Circulating Constant Capital
refers to those means of production, which are wholly consumed within
the production cycle. That would, therefore, include the portion of
wear and tear of the Fixed Capital. It also includes the primary
products, and raw materials processed by labour. For Marx, raw
materials are not materials as they are immediately taken from the
ground. That would be primary or natural products. Marx defines as
raw materials any product, which has been taken from the ground, and
prepared for further use. On that basis, iron ore is a primary or
natural product, whilst the iron made from it, is a raw material.
Iron ore cannot immediately function in some other production
process, but iron can.
As well as raw materials,
other products enter the production process without themselves
entering into the final product itself. For example, coal is used
extensively to produce steam to power a steam engine, that may be
used to power looms that produce yarn. The coal itself does not
enter the finished yarn, but its use in the production process is
nevertheless required for it to take place. Other materials are
required for the production process in a similar way. Oil is needed
to lubricate machines, electric is needed to provide heating and
lighting within the factory, and so on.
These other incidental
requirements are termed by Marx, the faux frais of production.
Marx calls these means of
production Constant Capital, because their value is merely
transferred to the final product. They can never transfer more value
to the final product than they contain themselves. If these
commodities were re-sold they could only recover their market value.
In fact, because they depreciate as a result of time, they tend to
transfer less than their own value. The more of their Use Value they
lose due to depreciation, the more of their Exchange Value they also
lose in the process.
As well as depreciation due
to the passage of time/lack of use, constant capital can also suffer
Moral Depreciation. That arises in two different ways. Firstly, if
new methods of production arise, which reduce the labour-time
required for their production, the value of this Constant Capital is
likewise reduced. This applies not only to that being currently
produced, but also that already in existence. That applies, for
example, to cotton that a spinner has in stock, that is in the
process of being spun, as well as the cotton contained in his spun
yarn waiting to be sold.
That can have a significant
effect in respect of Fixed Capital.
The second form of Moral
Depreciation is where some new type of machine is developed that
makes existing machines obsolete. A new machine that is able to
process twice as much material in a given amount of time, makes all
the previous machines worth only half as much.
By the same token, if for
some reason productivity falls, e.g. a bad harvest means that less
cotton is produced, then the value of the constant capital rises.

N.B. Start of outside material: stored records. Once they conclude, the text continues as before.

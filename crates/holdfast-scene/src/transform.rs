//! Rigid transforms (translation + rotation, no scale).

use glam::{Quat, Vec3};
use serde::{Deserialize, Serialize};
use std::ops::Mul;

/// Position and orientation of an object.
///
/// The scene uses a right-handed, Y-up convention where an object's forward
/// axis is local `-Z`.
#[derive(Debug, Clone, Copy, PartialEq, Serialize, Deserialize)]
pub struct Transform {
    /// Position in the parent space (world space for root objects).
    pub translation: Vec3,
    /// Orientation in the parent space.
    pub rotation: Quat,
}

impl Default for Transform {
    fn default() -> Self {
        Self::IDENTITY
    }
}

impl Transform {
    /// The identity transform.
    pub const IDENTITY: Self = Self {
        translation: Vec3::ZERO,
        rotation: Quat::IDENTITY,
    };

    /// Creates a transform at the given position with identity rotation.
    #[must_use]
    pub const fn from_translation(translation: Vec3) -> Self {
        Self {
            translation,
            rotation: Quat::IDENTITY,
        }
    }

    /// Creates a transform from a translation and a rotation.
    #[must_use]
    pub const fn new(translation: Vec3, rotation: Quat) -> Self {
        Self {
            translation,
            rotation,
        }
    }

    /// Local `-Z` expressed in the parent space.
    #[must_use]
    pub fn forward(&self) -> Vec3 {
        self.rotation * Vec3::NEG_Z
    }

    /// Local `+X` expressed in the parent space.
    #[must_use]
    pub fn right(&self) -> Vec3 {
        self.rotation * Vec3::X
    }

    /// Local `+Y` expressed in the parent space.
    #[must_use]
    pub fn up(&self) -> Vec3 {
        self.rotation * Vec3::Y
    }

    /// Maps a point from local space into the parent space.
    #[must_use]
    pub fn transform_point(&self, point: Vec3) -> Vec3 {
        self.translation + self.rotation * point
    }

    /// Maps a point from the parent space into local space.
    #[must_use]
    pub fn inverse_transform_point(&self, point: Vec3) -> Vec3 {
        self.rotation.inverse() * (point - self.translation)
    }

    /// Maps a direction from the parent space into local space.
    #[must_use]
    pub fn inverse_transform_direction(&self, direction: Vec3) -> Vec3 {
        self.rotation.inverse() * direction
    }
}

/// `parent * child` places `child` (expressed relative to `parent`) in the
/// parent's own space.
impl Mul for Transform {
    type Output = Transform;

    fn mul(self, child: Transform) -> Transform {
        Transform {
            translation: self.transform_point(child.translation),
            rotation: (self.rotation * child.rotation).normalize(),
        }
    }
}

#[cfg(test)]
mod tests {
    use super::*;
    use std::f32::consts::FRAC_PI_2;

    #[test]
    fn identity_forward_is_negative_z() {
        assert_eq!(Transform::IDENTITY.forward(), Vec3::NEG_Z);
    }

    #[test]
    fn compose_applies_parent_rotation_to_child_offset() {
        let parent = Transform::new(Vec3::new(1.0, 0.0, 0.0), Quat::from_rotation_y(FRAC_PI_2));
        let child = Transform::from_translation(Vec3::new(0.0, 0.0, -1.0));

        let world = parent * child;

        // Quarter turn left maps -Z onto -X.
        assert!((world.translation - Vec3::new(0.0, 0.0, 0.0)).length() < 1e-5);
    }

    #[test]
    fn inverse_point_round_trips() {
        let t = Transform::new(Vec3::new(3.0, -2.0, 5.0), Quat::from_rotation_x(0.4));
        let p = Vec3::new(0.3, 0.7, -1.1);
        let back = t.inverse_transform_point(t.transform_point(p));
        assert!((back - p).length() < 1e-5);
    }
}
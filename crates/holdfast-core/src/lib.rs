//! # Holdfast Core
//!
//! First-person interaction and possession core for Holdfast.
//!
//! This crate couples player input, a raycast-based interactable scan, a
//! single-slot held-object model, and prompt UI, on top of the headless
//! reference scene in [`holdfast_scene`].
//!
//! ## Architecture
//!
//! - **Contracts** ([`interaction`]): `Interactable`, `Interactor`, `Usable`,
//!   `SecondaryUsable`
//! - **Controllers**: [`scanner::InteractionScanner`],
//!   [`possession::PossessionController`], [`locomotion::LocomotionController`]
//! - **Composition**: [`controller::FirstPersonController`] owns the three
//!   controllers and runs them in a fixed per-tick order
//! - **Objects** ([`objects`]): reference behaviors reached through explicit
//!   capability accessors
//!
//! ## Usage
//!
//! ```
//! use glam::Vec3;
//! use holdfast_core::config::ControllerConfig;
//! use holdfast_core::controller::FirstPersonController;
//! use holdfast_core::input::{Action, InputReader};
//! use holdfast_core::objects::{ObjectBehavior, PickableBox};
//! use holdfast_core::prompt::TextPanel;
//! use holdfast_core::world::World;
//! use holdfast_scene::{Collider, LayerMask, RigidBody, SceneObject};
//!
//! let mut world = World::default();
//! let mut input = InputReader::new();
//! let mut player = FirstPersonController::spawn(
//!     &mut world,
//!     &mut input,
//!     ControllerConfig::default(),
//!     Vec3::ZERO,
//!     Some(TextPanel::default()),
//! );
//!
//! let crate_id = world.spawn_with(
//!     SceneObject::at(Vec3::new(0.0, 1.6, -2.0))
//!         .with_collider(Collider::cuboid(Vec3::splat(0.25)))
//!         .with_layer(LayerMask::INTERACTABLE)
//!         .with_body(RigidBody::default()),
//!     ObjectBehavior::PickableBox(PickableBox::new()),
//! );
//!
//! player.tick(&mut world, &mut input, 1.0 / 60.0);
//! assert_eq!(player.scanner().candidate(), Some(crate_id));
//!
//! input.perform(Action::Interact);
//! player.tick(&mut world, &mut input, 1.0 / 60.0);
//! assert_eq!(player.possession().held_object(), Some(crate_id));
//! ```

#![warn(missing_docs)]
#![warn(clippy::all)]
#![warn(clippy::pedantic)]
#![allow(clippy::module_name_repetitions)]

// Re-export the scene for engine-side types
pub use holdfast_scene;

pub mod config;
pub mod controller;
pub mod error;
pub mod input;
pub mod interaction;
pub mod locomotion;
pub mod objects;
pub mod possession;
pub mod prompt;
pub mod scanner;
pub mod world;

#[cfg(test)]
mod tests;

Where productivity rises and the value of the Constant Capital falls,
this does not constitute a reduction of Surplus Value, because it
does not arise within the production process concerned – it arises
in some other production process i.e. the one which produces the
Constant Capital. It does constitute a Capital Loss for the
Capitalist. However, as Marx points out, this lower value of
Constant Capital does not affect the reproduction of Capital, because
the lower Value of the Constant Capital transferred to the final
product, is compensated for by the lower cost of replacing the
Constant Capital consumed. For example,
C 1000 + V 1000 + S 1000 = E
3000.
Here Constant Capital let us
say it is 100 kilos of cotton amounts to £1000. It is processed by
£1000 worth of labour-power. That produces £1,000 of Surplus
Value, which is wholly consumed by the Capitalist. Suppose, that
productivity in cotton production doubles prior to production of yarn
taking place. Now, 100 kilos of cotton has a Value of only £500.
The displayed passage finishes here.